Orchid flowers have several unique attributes that make them orchids. They possess both male (stamen) and female (pistil) parts which are fused together in one column. Orchid pollen is not wind-borne, but enclosed into tiny sticky sacks called pollenia. The pollenia must be ferried from one blossom to another with enough wiggling involved once on the new blossom to insure that the pollenia has been delivered to the column. Attracting the appropriate transit vehicle, whether it is a bug, bird or bat, has caused some fascinating adaptations to evolve. For example, the slipper orchids that need to attract ants to achieve pollination grew their lateral petals so long they touch the ground, where the ants use them like a ladder to reach the flower. The orchids that need to attract flies for pollination smell like rotted meat. Some use more attractive scents, particularly if the pollinator is active at night so the flower can be found easily in the dark.
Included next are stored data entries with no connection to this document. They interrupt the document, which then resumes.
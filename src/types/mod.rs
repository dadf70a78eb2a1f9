//! Small wire-level types shared across the engine.

pub mod uuid;

pub use uuid::Uuid;

/// A 6-byte Bluetooth Classic device address.
#[cfg_attr(feature = "defmt", derive(defmt::Format))]
#[derive(Clone, Copy, PartialEq, Eq)]
pub struct PeerAddress([u8; 6]);

impl PeerAddress {
    /// Create an address from raw bytes.
    pub const fn new(raw: [u8; 6]) -> Self {
        Self(raw)
    }

    /// The raw address bytes.
    pub const fn raw(&self) -> [u8; 6] {
        self.0
    }

    /// Parse an address from the start of a slice.
    pub fn from_slice(data: &[u8]) -> Option<Self> {
        if data.len() < 6 {
            return None;
        }
        let mut raw = [0; 6];
        raw.copy_from_slice(&data[..6]);
        Some(Self(raw))
    }
}

impl From<[u8; 6]> for PeerAddress {
    fn from(raw: [u8; 6]) -> Self {
        Self(raw)
    }
}

impl AsRef<[u8]> for PeerAddress {
    fn as_ref(&self) -> &[u8] {
        &self.0
    }
}

impl core::fmt::Debug for PeerAddress {
    fn fmt(&self, f: &mut core::fmt::Formatter<'_>) -> core::fmt::Result {
        write!(
            f,
            "{:02x}:{:02x}:{:02x}:{:02x}:{:02x}:{:02x}",
            self.0[0], self.0[1], self.0[2], self.0[3], self.0[4], self.0[5]
        )
    }
}

#[cfg(test)]
mod tests {
    use super::*;

    #[test]
    fn address_from_short_slice_is_rejected() {
        assert!(PeerAddress::from_slice(&[1, 2, 3]).is_none());
    }

    #[test]
    fn address_roundtrip() {
        let addr = PeerAddress::from_slice(&[0xaa, 0xbb, 0xcc, 0xdd, 0xee, 0xff, 0x42]).unwrap();
        assert_eq!(addr.raw(), [0xaa, 0xbb, 0xcc, 0xdd, 0xee, 0xff]);
    }
}
//! Control-channel characteristic registry.
//!
//! The registry replaces per-characteristic callback objects with a flat,
//! capability-tagged table: identity, UUID, properties, optional user
//! description and the peer's subscription flags. Dispatch is a match over
//! [`CharacteristicId`]; the table answers what an identity is allowed to
//! do and whether the peer asked to be notified.

use core::cell::RefCell;

use embassy_sync::blocking_mutex::raw::CriticalSectionRawMutex;
use embassy_sync::blocking_mutex::Mutex;
use heapless::Vec;

use crate::types::Uuid;

/// Identity of a control-channel characteristic.
#[cfg_attr(feature = "defmt", derive(defmt::Format))]
#[derive(Debug, Clone, Copy, PartialEq, Eq)]
pub enum CharacteristicId {
    BatteryVoltage,
    SerialData,
    ScanControl,
    ConnectControl,
    DeviceName,
    PinCode,
    PairedAddress,
    DebugLog,
    Restart,
    FirmwareUpdate,
    ConnectedIdleTimeout,
    DisconnectedIdleTimeout,
    Sleep,
    MtuInfo,
    BatteryLevel,
}

/// Characteristic properties.
#[cfg_attr(feature = "defmt", derive(defmt::Format))]
#[derive(Debug, Clone, Copy)]
pub enum CharacteristicProp {
    Broadcast = 0x01,
    Read = 0x02,
    WriteWithoutResponse = 0x04,
    Write = 0x08,
    Notify = 0x10,
    Indicate = 0x20,
}

/// A bitfield of [`CharacteristicProp`].
#[cfg_attr(feature = "defmt", derive(defmt::Format))]
#[derive(Debug, Clone, Copy, PartialEq, Eq)]
pub struct CharacteristicProps(u8);

impl<'a> From<&'a [CharacteristicProp]> for CharacteristicProps {
    fn from(props: &'a [CharacteristicProp]) -> Self {
        let mut val: u8 = 0;
        for prop in props {
            val |= *prop as u8;
        }
        Self(val)
    }
}

impl CharacteristicProps {
    pub fn any(&self, props: &[CharacteristicProp]) -> bool {
        for p in props {
            if (*p as u8) & self.0 != 0 {
                return true;
            }
        }
        false
    }

    pub fn readable(&self) -> bool {
        self.any(&[CharacteristicProp::Read])
    }

    pub fn writable(&self) -> bool {
        self.any(&[CharacteristicProp::Write, CharacteristicProp::WriteWithoutResponse])
    }

    pub fn notifiable(&self) -> bool {
        self.any(&[CharacteristicProp::Notify, CharacteristicProp::Indicate])
    }

    pub fn raw(&self) -> u8 {
        self.0
    }
}

/// Per-characteristic client subscription flags, mirroring the standard
/// client configuration descriptor layout.
#[cfg_attr(feature = "defmt", derive(defmt::Format))]
#[derive(Debug, Clone, Copy, PartialEq, Eq, Default)]
pub struct Cccd(u16);

impl Cccd {
    const NOTIFY: u16 = 0x0001;
    const INDICATE: u16 = 0x0002;

    pub const fn from_raw(raw: u16) -> Self {
        Self(raw)
    }

    pub const fn notifications() -> Self {
        Self(Self::NOTIFY)
    }

    pub fn raw(&self) -> u16 {
        self.0
    }

    pub fn notifications_enabled(&self) -> bool {
        self.0 & Self::NOTIFY != 0
    }

    pub fn indications_enabled(&self) -> bool {
        self.0 & Self::INDICATE != 0
    }

    pub fn disable(&mut self) {
        self.0 = 0;
    }
}

/// Static description of one characteristic.
#[derive(Debug, Clone)]
pub struct CharacteristicDef {
    pub id: CharacteristicId,
    pub uuid: Uuid,
    pub props: CharacteristicProps,
    /// Content for a user-description descriptor, when the original
    /// firmware shipped one.
    pub description: Option<&'static str>,
}

/// Registration failed: every slot is taken.
#[derive(Debug, Clone, Copy, PartialEq, Eq)]
pub struct TableFull;

pub struct ControlRegistry<const MAX: usize> {
    entries: Mutex<CriticalSectionRawMutex, RefCell<Vec<Entry, MAX>>>,
}

struct Entry {
    def: CharacteristicDef,
    cccd: Cccd,
}

impl<const MAX: usize> ControlRegistry<MAX> {
    pub const fn new() -> Self {
        Self {
            entries: Mutex::new(RefCell::new(Vec::new())),
        }
    }

    pub fn register(&self, def: CharacteristicDef) -> Result<(), TableFull> {
        self.entries.lock(|entries| {
            entries
                .borrow_mut()
                .push(Entry {
                    def,
                    cccd: Cccd::default(),
                })
                .map(|_| ())
                .map_err(|_| TableFull)
        })
    }

    /// Visit every registered characteristic, in registration order.
    pub fn iterate<F: FnMut(&CharacteristicDef)>(&self, mut f: F) {
        self.entries.lock(|entries| {
            for entry in entries.borrow().iter() {
                f(&entry.def);
            }
        })
    }

    pub fn len(&self) -> usize {
        self.entries.lock(|entries| entries.borrow().len())
    }

    pub fn is_empty(&self) -> bool {
        self.len() == 0
    }

    pub fn props(&self, id: CharacteristicId) -> Option<CharacteristicProps> {
        self.entries.lock(|entries| {
            entries.borrow().iter().find(|e| e.def.id == id).map(|e| e.def.props)
        })
    }

    /// Record the peer's subscription flags. Returns whether the
    /// characteristic exists and supports them.
    pub fn set_cccd(&self, id: CharacteristicId, cccd: Cccd) -> bool {
        self.entries.lock(|entries| {
            let mut entries = entries.borrow_mut();
            match entries.iter_mut().find(|e| e.def.id == id) {
                Some(entry) if entry.def.props.notifiable() => {
                    entry.cccd = cccd;
                    true
                }
                _ => false,
            }
        })
    }

    pub fn cccd(&self, id: CharacteristicId) -> Cccd {
        self.entries.lock(|entries| {
            entries
                .borrow()
                .iter()
                .find(|e| e.def.id == id)
                .map(|e| e.cccd)
                .unwrap_or_default()
        })
    }

    /// Disable every subscription, as on a peer disconnect.
    pub fn reset_subscriptions(&self) {
        self.entries.lock(|entries| {
            for entry in entries.borrow_mut().iter_mut() {
                entry.cccd.disable();
            }
        })
    }
}
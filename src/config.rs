//! Persisted bridge configuration.
//!
//! The engine never talks to storage directly. The platform provides a
//! [`ConfigStore`] over whatever medium it has (NVS, flash pages, a file);
//! getters return `None` for keys that were never written and the engine
//! applies the factory [`defaults`].

use heapless::String;

use crate::types::PeerAddress;

/// Longest stored device or peer name, in bytes.
pub const MAX_NAME_LEN: usize = 32;

/// Largest value accepted for the pairing PIN.
pub const PIN_CODE_MAX: u32 = 999_999;

/// Factory defaults applied when a key has never been written.
pub mod defaults {
    pub const NAME: &str = "X1 Bridge";
    pub const PIN_CODE: u32 = 123_456;
    pub const CONNECTED_IDLE_SECS: u32 = 900;
    pub const DISCONNECTED_IDLE_SECS: u32 = 300;
}

/// The advertised name used when none was ever stored.
pub fn default_name() -> String<MAX_NAME_LEN> {
    let mut name = String::new();
    let _ = name.push_str(defaults::NAME);
    name
}

/// Key-value store for the bridge's persisted settings.
///
/// Implementations are internally synchronized; the engine calls `&self`
/// methods from the dispatch task and the workers.
pub trait ConfigStore {
    type Error: core::fmt::Debug;

    /// Advertised device name.
    async fn name(&self) -> Option<String<MAX_NAME_LEN>>;
    async fn set_name(&self, name: &str) -> Result<(), Self::Error>;

    /// Pairing PIN, at most [`PIN_CODE_MAX`].
    async fn pin_code(&self) -> Option<u32>;
    async fn set_pin_code(&self, pin: u32) -> Result<(), Self::Error>;

    /// Address of the paired serial device.
    async fn paired_address(&self) -> Option<PeerAddress>;
    /// Store or clear the paired device address.
    async fn set_paired_address(&self, addr: Option<PeerAddress>) -> Result<(), Self::Error>;

    /// Display name recorded alongside the paired address.
    async fn paired_name(&self) -> Option<String<MAX_NAME_LEN>>;
    async fn set_paired_name(&self, name: Option<&str>) -> Result<(), Self::Error>;

    /// Seconds a connected but idle client is tolerated.
    async fn connected_idle_secs(&self) -> Option<u32>;
    async fn set_connected_idle_secs(&self, secs: u32) -> Result<(), Self::Error>;

    /// Seconds without any client before the bridge powers down.
    async fn disconnected_idle_secs(&self) -> Option<u32>;
    async fn set_disconnected_idle_secs(&self, secs: u32) -> Result<(), Self::Error>;

    /// Erase every stored key, restoring factory defaults.
    async fn reset(&self) -> Result<(), Self::Error>;
}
Pollenia can be transported by a carrier in the wild or by tweezers in the laboratory. Once the pollenia has found its way into the pistil, the orchid flowers will collapse and drop off. The ovaries will swell and become the seed pod. It will take 5 to 10 months for the seeds to ripen. As the pod approaches maturity it will begin to change color, turning yellow. Shortly after the pod yellows, it will split and the seeds will be released. In nature, these seeds do not live long unless they have fallen in a hospitable spot as they do not carry food reserves like typical seeds do. The orchid seed must land on just the right spot -- not too wet, not too dry, not too acidic nor alkaline -- that also has a certain soil fungus present. This fungus has a web of mycelium threads that carries water and offers nutrients to the tiny seedlings in exchange for sugars created in the leaves during photosynthesis.
Commercial orchid growers must ensure that they get more than one to two dozen plants out of a hybridization effort to approach profitability. That is why orchid seed pods are sterilized, opened within a sterile hood, and the seeds planted on a sterilized agar-based growing jelly within a sterilized glass flask. All this careful preparation, handling and great effort to keep bacteria, mold and viruses at bay results in a lot more plants that are healthy and will grow out to maturity. The flasks are placed under grow lights to encourage development. The smear of minute seeds on the orchid jelly will become minuscule seedlings called protocorms in six months or so. Another 20 months go by and the plantlets are mature enough to tease out of the flask and plant in community pots as a group or in very small individual pots.
The tender young plants are susceptible at this point to almost any variation outside their comfort zone. It is important to avoid letting them get too dry or stay too wet at this point. They cannot tolerate getting too cold or too hot. The plantlets will put all their effort into growing a decent root system. Once that's accomplished, they are less fragile and can be watered normally, introducing plant food. Because they are growing like children at this point, they'll outgrow their pots fairly quickly and need to be repotted into slightly larger pots in 6 to 12 months. Repot them again in another year, only increasing the pot size by an inch or less at the time. Depending on the type of orchid, they mature to blooming size three to five years after they were deflasked.